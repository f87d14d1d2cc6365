//! Per-platform processing pipelines.
//!
//! A pipeline is the ordered list of external stages a pass goes through,
//! together with the raw-file roles that must arrive before the first stage
//! may start. Pipelines are pure configuration; the orchestrator consumes them.

mod spec;

pub use spec::{PipelineSpec, PipelinesConfig, RawInput, StageSpec};
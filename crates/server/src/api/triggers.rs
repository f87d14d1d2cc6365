//! Trigger intake over HTTP.
//!
//! Messages are queued to the trigger listener; validation happens there and
//! rejections only show up in logs, metrics and the audit trail.

use axum::{extract::State, http::StatusCode, Json};
use modis_runner_core::RawMessage;
use serde::Serialize;
use std::sync::Arc;
use tokio::sync::mpsc::error::TrySendError;
use tracing::warn;

use crate::state::AppState;

#[derive(Debug, Serialize)]
pub struct TriggerResponse {
    pub accepted: bool,
    #[serde(skip_serializing_if = "Option::is_none")]
    pub error: Option<String>,
}

pub async fn submit_trigger(
    State(state): State<Arc<AppState>>,
    Json(message): Json<RawMessage>,
) -> (StatusCode, Json<TriggerResponse>) {
    match state.triggers().try_send(message) {
        Ok(()) => (
            StatusCode::ACCEPTED,
            Json(TriggerResponse {
                accepted: true,
                error: None,
            }),
        ),
        Err(e) => {
            let error = match e {
                TrySendError::Full(_) => "trigger queue is full",
                TrySendError::Closed(_) => "trigger listener is not running",
            };
            warn!("Rejected trigger: {}", error);
            (
                StatusCode::SERVICE_UNAVAILABLE,
                Json(TriggerResponse {
                    accepted: false,
                    error: Some(error.to_string()),
                }),
            )
        }
    }
}
pub mod audit;
pub mod handlers;
pub mod middleware;
pub mod orchestrator;
pub mod passes;
pub mod routes;
pub mod triggers;
pub mod ws;

pub use routes::create_router;
pub use ws::{spawn_forwarder, WsBroadcaster, WsMessage};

###

▶ _Exercise_
Take the lines above and print them exactly.

▶ _Response area_
repository f87d14d1d2cc6365
//! Per-platform processing pipelines.
//!
//! A pipeline is the ordered list of external stages a pass goes through,
//! together with the raw-file roles that must arrive before the first stage
//! may start. Pipelines are pure configuration; the orchestrator consumes them.

mod spec;

pub use spec::{PipelineSpec, PipelinesConfig, RawInput, StageSpec};
filename crates/server/src/api/triggers.rs
repository f87d14d1d2cc6365
//! Trigger intake over HTTP.
//!
//! Messages are queued to the trigger listener; validation happens there and
//! rejections only show up in logs, metrics and the audit trail.

use axum::{extract::State, http::StatusCode, Json};
use modis_runner_core::RawMessage;
use serde::Serialize;
use std::sync::Arc;
use tokio::sync::mpsc::error::TrySendError;
use tracing::warn;

use crate::state::AppState;

#[derive(Debug, Serialize)]
pub struct TriggerResponse {
    pub accepted: bool,
    #[serde(skip_serializing_if = "Option::is_none")]
    pub error: Option<String>,
}

pub async fn submit_trigger(
    State(state): State<Arc<AppState>>,
    Json(message): Json<RawMessage>,
) -> (StatusCode, Json<TriggerResponse>) {
    match state.triggers().try_send(message) {
        Ok(()) => (
            StatusCode::ACCEPTED,
            Json(TriggerResponse {
                accepted: true,
                error: None,
            }),
        ),
        Err(e) => {
            let error = match e {
                TrySendError::Full(_) => "trigger queue is full",
                TrySendError::Closed(_) => "trigger listener is not running",
            };
            warn!("Rejected trigger: {}", error);
            (
                StatusCode::SERVICE_UNAVAILABLE,
                Json(TriggerResponse {
                    accepted: false,
                    error: Some(error.to_string()),
                }),
            )
        }
    }
}
pub mod audit;
pub mod handlers;
pub mod middleware;
pub mod orchestrator;
pub mod passes;
pub mod routes;
pub mod triggers;
pub mod ws;

pub use routes::create_router;
pub use ws::{spawn_forwarder, WsBroadcaster, WsMessage};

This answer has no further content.